> _PROBLEM DETAILS_
Somewhere below is a line with "structures the marshalling" and, later, a line with "pub mod records;"; repeat those two lines and all the lines between them, exactly as they are.

RECORDS FOR THE EXERCISE: Begin

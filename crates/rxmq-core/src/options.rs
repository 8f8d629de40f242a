//! Engine configuration.
//!
//! Options deserialize from a TOML table; every key is optional.
//!
//! ```toml
//! byte_order = "little"
//! strict_reasons = false
//! accept_responses = true
//! status_prefixes = ["RXMQ."]
//! ```

use rxmq_wire::ByteOrder;
use serde::{Deserialize, Serialize};

/// Prefix for the status variables.
pub const STATUS_PREFIX: &str = "RXMQ.";
/// Prefix the status variables were published under by older releases.
pub const LEGACY_STATUS_PREFIX: &str = "RXMQN.";

/// Settings for a single event decode.
#[derive(Debug, Clone, Copy, PartialEq, Eq)]
pub struct DecodeOptions {
    pub byte_order: ByteOrder,
    /// Reject events whose reason code has no symbolic name.
    pub strict_reasons: bool,
    /// Also decode command server replies.
    pub accept_responses: bool,
}

impl Default for DecodeOptions {
    fn default() -> Self {
        Self {
            byte_order: ByteOrder::Native,
            strict_reasons: true,
            accept_responses: false,
        }
    }
}

/// Settings for an [`crate::Engine`].
#[derive(Debug, Clone, PartialEq, Eq, Serialize, Deserialize)]
#[serde(default, deny_unknown_fields)]
pub struct EngineOptions {
    pub byte_order: ByteOrder,
    pub strict_reasons: bool,
    pub accept_responses: bool,
    pub status_prefixes: Vec<String>,
}

impl Default for EngineOptions {
    fn default() -> Self {
        Self {
            byte_order: ByteOrder::Native,
            strict_reasons: true,
            accept_responses: false,
            status_prefixes: vec![STATUS_PREFIX.to_string(), LEGACY_STATUS_PREFIX.to_string()],
        }
    }
}

impl EngineOptions {
    #[must_use]
    pub fn decode_options(&self) -> DecodeOptions {
        DecodeOptions {
            byte_order: self.byte_order,
            strict_reasons: self.strict_reasons,
            accept_responses: self.accept_responses,
        }
    }
}

#[cfg(test)]
mod tests {
    use super::*;

    #[test]
    fn test_defaults() {
        let options = EngineOptions::default();
        assert_eq!(options.status_prefixes, vec!["RXMQ.", "RXMQN."]);
        assert!(options.strict_reasons);
        assert_eq!(options.decode_options(), DecodeOptions::default());
    }

    #[test]
    fn test_partial_toml() {
        let options: EngineOptions =
            toml::from_str("byte_order = \"big\"\nstrict_reasons = false\n").unwrap();
        assert_eq!(options.byte_order, ByteOrder::Big);
        assert!(!options.strict_reasons);
        assert!(!options.accept_responses);
        assert_eq!(options.status_prefixes.len(), 2);
    }

    #[test]
    fn test_unknown_key_rejected() {
        let result: Result<EngineOptions, _> = toml::from_str("strict = true\n");
        assert!(result.is_err());
    }
}
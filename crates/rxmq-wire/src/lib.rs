//! IBM MQ structure layouts.
//!
//! This crate knows the byte layout of the MQ structures the marshalling
//! engine meets inside message data, and the host-side shape of the
//! descriptor records it fills from stem variables.
//!
//! # Modules
//!
//! - [`records`]: object/message descriptors, get/put options, subscription
//!   descriptor and counted strings, with their canonical defaults
//! - [`layout`]: binary parse/build for `MQMD`, `MQDLH`, `MQXQH`, `MQTM`,
//!   `MQTMC2` and PCF
//! - [`Cursor`] / [`Encoder`]: bounds-checked primitives every layout uses
//!
//! # Example
//!
//! ```
//! use rxmq_wire::layout::{build_md, parse_md};
//! use rxmq_wire::{ByteOrder, MessageDescriptor};
//!
//! let md = MessageDescriptor { priority: 5, ..MessageDescriptor::default() };
//! let bytes = build_md(&md, ByteOrder::Little);
//! assert_eq!(bytes.len(), 324);
//! assert_eq!(parse_md(&bytes, ByteOrder::Little).unwrap().priority, 5);
//! ```

pub mod constants;
mod cursor;
mod error;
pub mod layout;
mod order;
pub mod records;

pub use cursor::{Cursor, Encoder, field_text, fixed, until_nul};
pub use error::{Result, WireError, struc_id_mismatch};
pub use order::ByteOrder;
pub use records::{
    CountedString, GetMessageOptions, MessageDescriptor, ObjectDescriptor, PutMessageOptions,
    SubscriptionDescriptor,
};
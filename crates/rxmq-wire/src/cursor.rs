//! Bounds-checked reading and building of MQ structures.
//!
//! Every read goes through [`Cursor::take`], so running past the end of a
//! buffer is always a [`WireError::Truncated`] rather than a panic or a
//! silent short read.

use crate::error::{Result, WireError};
use crate::order::ByteOrder;

/// Forward-only reader over a byte slice.
#[derive(Debug, Clone)]
pub struct Cursor<'a> {
    data: &'a [u8],
    pos: usize,
    order: ByteOrder,
}

impl<'a> Cursor<'a> {
    #[must_use]
    pub const fn new(data: &'a [u8], order: ByteOrder) -> Self {
        Self {
            data,
            pos: 0,
            order,
        }
    }

    /// Offset of the next unread byte.
    #[must_use]
    pub const fn position(&self) -> usize {
        self.pos
    }

    #[must_use]
    pub const fn remaining(&self) -> usize {
        self.data.len() - self.pos
    }

    #[must_use]
    pub const fn is_empty(&self) -> bool {
        self.remaining() == 0
    }

    #[must_use]
    pub const fn order(&self) -> ByteOrder {
        self.order
    }

    /// Consume `len` bytes.
    pub fn take(&mut self, len: usize) -> Result<&'a [u8]> {
        let bytes = self.peek(len)?;
        self.pos += len;
        Ok(bytes)
    }

    /// Look at the next `len` bytes without consuming them.
    pub fn peek(&self, len: usize) -> Result<&'a [u8]> {
        self.pos
            .checked_add(len)
            .and_then(|end| self.data.get(self.pos..end))
            .ok_or(WireError::Truncated {
                offset: self.pos,
                needed: len,
                available: self.remaining(),
            })
    }

    /// A cursor over the next `len` bytes only, keeping absolute offsets.
    ///
    /// `self` is not advanced.
    pub fn window(&self, len: usize) -> Result<Cursor<'a>> {
        self.peek(len)?;
        Ok(Cursor {
            data: &self.data[..self.pos + len],
            pos: self.pos,
            order: self.order,
        })
    }

    /// Move forward by `len` bytes.
    pub fn skip(&mut self, len: usize) -> Result<()> {
        self.take(len).map(|_| ())
    }

    pub fn read_array<const N: usize>(&mut self) -> Result<[u8; N]> {
        let mut out = [0u8; N];
        out.copy_from_slice(self.take(N)?);
        Ok(out)
    }

    pub fn read_i32(&mut self) -> Result<i32> {
        let bytes = self.read_array::<4>()?;
        Ok(self.order.i32_from(bytes))
    }

    pub fn read_i64(&mut self) -> Result<i64> {
        let bytes = self.read_array::<8>()?;
        Ok(self.order.i64_from(bytes))
    }

    /// Read a 32-bit length or count, rejecting negative values.
    pub fn read_len(&mut self, field: &'static str) -> Result<usize> {
        let offset = self.pos;
        let value = self.read_i32()?;
        usize::try_from(value).map_err(|_| WireError::Negative {
            field,
            value,
            offset,
        })
    }
}

/// Append-only builder for MQ structures.
#[derive(Debug, Clone)]
pub struct Encoder {
    buf: Vec<u8>,
    order: ByteOrder,
}

impl Encoder {
    #[must_use]
    pub fn with_capacity(capacity: usize, order: ByteOrder) -> Self {
        Self {
            buf: Vec::with_capacity(capacity),
            order,
        }
    }

    #[must_use]
    pub fn len(&self) -> usize {
        self.buf.len()
    }

    #[must_use]
    pub fn is_empty(&self) -> bool {
        self.buf.is_empty()
    }

    pub fn put_i32(&mut self, value: i32) -> &mut Self {
        self.buf.extend_from_slice(&self.order.i32_to(value));
        self
    }

    pub fn put_i64(&mut self, value: i64) -> &mut Self {
        self.buf.extend_from_slice(&self.order.i64_to(value));
        self
    }

    pub fn put_bytes(&mut self, bytes: &[u8]) -> &mut Self {
        self.buf.extend_from_slice(bytes);
        self
    }

    /// Write `bytes` into a field of exactly `width` bytes, padding with `pad`.
    pub fn put_padded(&mut self, bytes: &[u8], width: usize, pad: u8) -> &mut Self {
        let used = bytes.len().min(width);
        self.buf.extend_from_slice(&bytes[..used]);
        self.buf.resize(self.buf.len() + (width - used), pad);
        self
    }

    /// Overwrite a previously written 32-bit field.
    pub fn patch_i32(&mut self, offset: usize, value: i32) -> &mut Self {
        if let Some(slot) = self.buf.get_mut(offset..offset + 4) {
            slot.copy_from_slice(&self.order.i32_to(value));
        }
        self
    }

    #[must_use]
    pub fn finish(self) -> Vec<u8> {
        self.buf
    }
}

/// Copy `src` into a fixed-size array, truncating or padding with `pad`.
#[must_use]
pub fn fixed<const N: usize>(src: &[u8], pad: u8) -> [u8; N] {
    let mut out = [pad; N];
    let used = src.len().min(N);
    out[..used].copy_from_slice(&src[..used]);
    out
}

/// The prefix of `bytes` before the first NUL.
#[must_use]
pub fn until_nul(bytes: &[u8]) -> &[u8] {
    bytes
        .iter()
        .position(|&b| b == 0)
        .map_or(bytes, |end| &bytes[..end])
}

/// Character field as display text: cut at NUL, trailing blanks removed.
#[must_use]
pub fn field_text(bytes: &[u8]) -> String {
    String::from_utf8_lossy(until_nul(bytes))
        .trim_end()
        .to_string()
}

#[cfg(test)]
mod tests {
    use super::*;

    #[test]
    fn test_cursor_reads_in_order() {
        let data = [1, 0, 0, 0, b'A', b'B', 2, 0, 0, 0];
        let mut cursor = Cursor::new(&data, ByteOrder::Little);
        assert_eq!(cursor.read_i32().unwrap(), 1);
        assert_eq!(cursor.take(2).unwrap(), b"AB");
        assert_eq!(cursor.read_i32().unwrap(), 2);
        assert!(cursor.is_empty());
    }

    #[test]
    fn test_cursor_truncated() {
        let data = [1, 0];
        let mut cursor = Cursor::new(&data, ByteOrder::Little);
        let err = cursor.read_i32().unwrap_err();
        assert_eq!(
            err,
            WireError::Truncated {
                offset: 0,
                needed: 4,
                available: 2
            }
        );
        assert_eq!(cursor.position(), 0);
    }

    #[test]
    fn test_window_limits_reads() {
        let data = [0u8; 12];
        let mut cursor = Cursor::new(&data, ByteOrder::Little);
        cursor.skip(4).unwrap();
        let mut window = cursor.window(4).unwrap();
        assert_eq!(window.position(), 4);
        window.read_i32().unwrap();
        assert!(matches!(
            window.read_i32(),
            Err(WireError::Truncated { offset: 8, .. })
        ));
        assert_eq!(cursor.position(), 4);
    }

    #[test]
    fn test_read_len_negative() {
        let data = (-5i32).to_le_bytes();
        let mut cursor = Cursor::new(&data, ByteOrder::Little);
        assert!(matches!(
            cursor.read_len("count"),
            Err(WireError::Negative { value: -5, .. })
        ));
    }

    #[test]
    fn test_encoder_padding() {
        let mut enc = Encoder::with_capacity(16, ByteOrder::Big);
        enc.put_padded(b"MD", 4, b' ').put_i32(2);
        assert_eq!(enc.finish(), b"MD  \0\0\0\x02".to_vec());
    }

    #[test]
    fn test_patch_i32() {
        let mut enc = Encoder::with_capacity(8, ByteOrder::Little);
        enc.put_i32(0).put_i32(0).patch_i32(4, 9);
        assert_eq!(enc.finish(), vec![0, 0, 0, 0, 9, 0, 0, 0]);
    }

    #[test]
    fn test_text_helpers() {
        assert_eq!(fixed::<4>(b"TM", b' '), *b"TM  ");
        assert_eq!(until_nul(b"AB\0CD"), b"AB");
        assert_eq!(field_text(b"QUEUE   \0junk"), "QUEUE");
    }
}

RECORDS FOR THE EXERCISE: End

> _COMPLETED EXERCISE_
//! This crate knows the byte layout of the MQ structures the marshalling
//! engine meets inside message data, and the host-side shape of the
//! descriptor records it fills from stem variables.
//!
//! # Modules
//!
//! - [`records`]: object/message descriptors, get/put options, subscription
//!   descriptor and counted strings, with their canonical defaults
//! - [`layout`]: binary parse/build for `MQMD`, `MQDLH`, `MQXQH`, `MQTM`,
//!   `MQTMC2` and PCF
//! - [`Cursor`] / [`Encoder`]: bounds-checked primitives every layout uses
//!
//! # Example
//!
//! ```
//! use rxmq_wire::layout::{build_md, parse_md};
//! use rxmq_wire::{ByteOrder, MessageDescriptor};
//!
//! let md = MessageDescriptor { priority: 5, ..MessageDescriptor::default() };
//! let bytes = build_md(&md, ByteOrder::Little);
//! assert_eq!(bytes.len(), 324);
//! assert_eq!(parse_md(&bytes, ByteOrder::Little).unwrap().priority, 5);
//! ```

pub mod constants;
mod cursor;
mod error;
pub mod layout;
mod order;
pub mod records;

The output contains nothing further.